<<<<
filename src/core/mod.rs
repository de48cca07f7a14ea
mod config;
pub use config::AppConfig;
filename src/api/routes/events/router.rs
//! Router for the events API

use std::sync::Arc;

use axum::{Router, extract::State, response::Json};
use axum_extra::extract::Query;

use super::FetchError;
use super::public;
use crate::api::state::AppState;

type SharedState = Arc<AppState>;

async fn events_handler(
    State(state): State<SharedState>,
    Query(params): Query<public::EventQuery>,
) -> Result<Json<public::EventsApiResponse>, FetchError> {
    let email = params.email.into_iter().next().unwrap_or_default();
    state.fetcher.fetch_future_events(&email).await.map(Json)
}

/// Create the events router
pub fn router() -> Router<SharedState> {
    Router::new().route("/", axum::routing::get(events_handler))
}
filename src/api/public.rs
//! Public API types

// Re-export public types from each route

pub mod events {
    pub use crate::api::routes::events::public::*;
    pub use crate::api::routes::events::{FetchError, StatusPolicy};
}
>>>>
**Instructions to follow**
Reproduce, word for word, the line containing "repository de48cca07f7a14ea" along with every later line of the listing, and leave out all earlier lines.

**Output below**
repository de48cca07f7a14ea
mod config;
pub use config::AppConfig;
filename src/api/routes/events/router.rs
//! Router for the events API

use std::sync::Arc;

use axum::{Router, extract::State, response::Json};
use axum_extra::extract::Query;

use super::FetchError;
use super::public;
use crate::api::state::AppState;

type SharedState = Arc<AppState>;

async fn events_handler(
    State(state): State<SharedState>,
    Query(params): Query<public::EventQuery>,
) -> Result<Json<public::EventsApiResponse>, FetchError> {
    let email = params.email.into_iter().next().unwrap_or_default();
    state.fetcher.fetch_future_events(&email).await.map(Json)
}

/// Create the events router
pub fn router() -> Router<SharedState> {
    Router::new().route("/", axum::routing::get(events_handler))
}
filename src/api/public.rs
//! Public API types

// Re-export public types from each route

pub mod events {
    pub use crate::api::routes::events::public::*;
    pub use crate::api::routes::events::{FetchError, StatusPolicy};
}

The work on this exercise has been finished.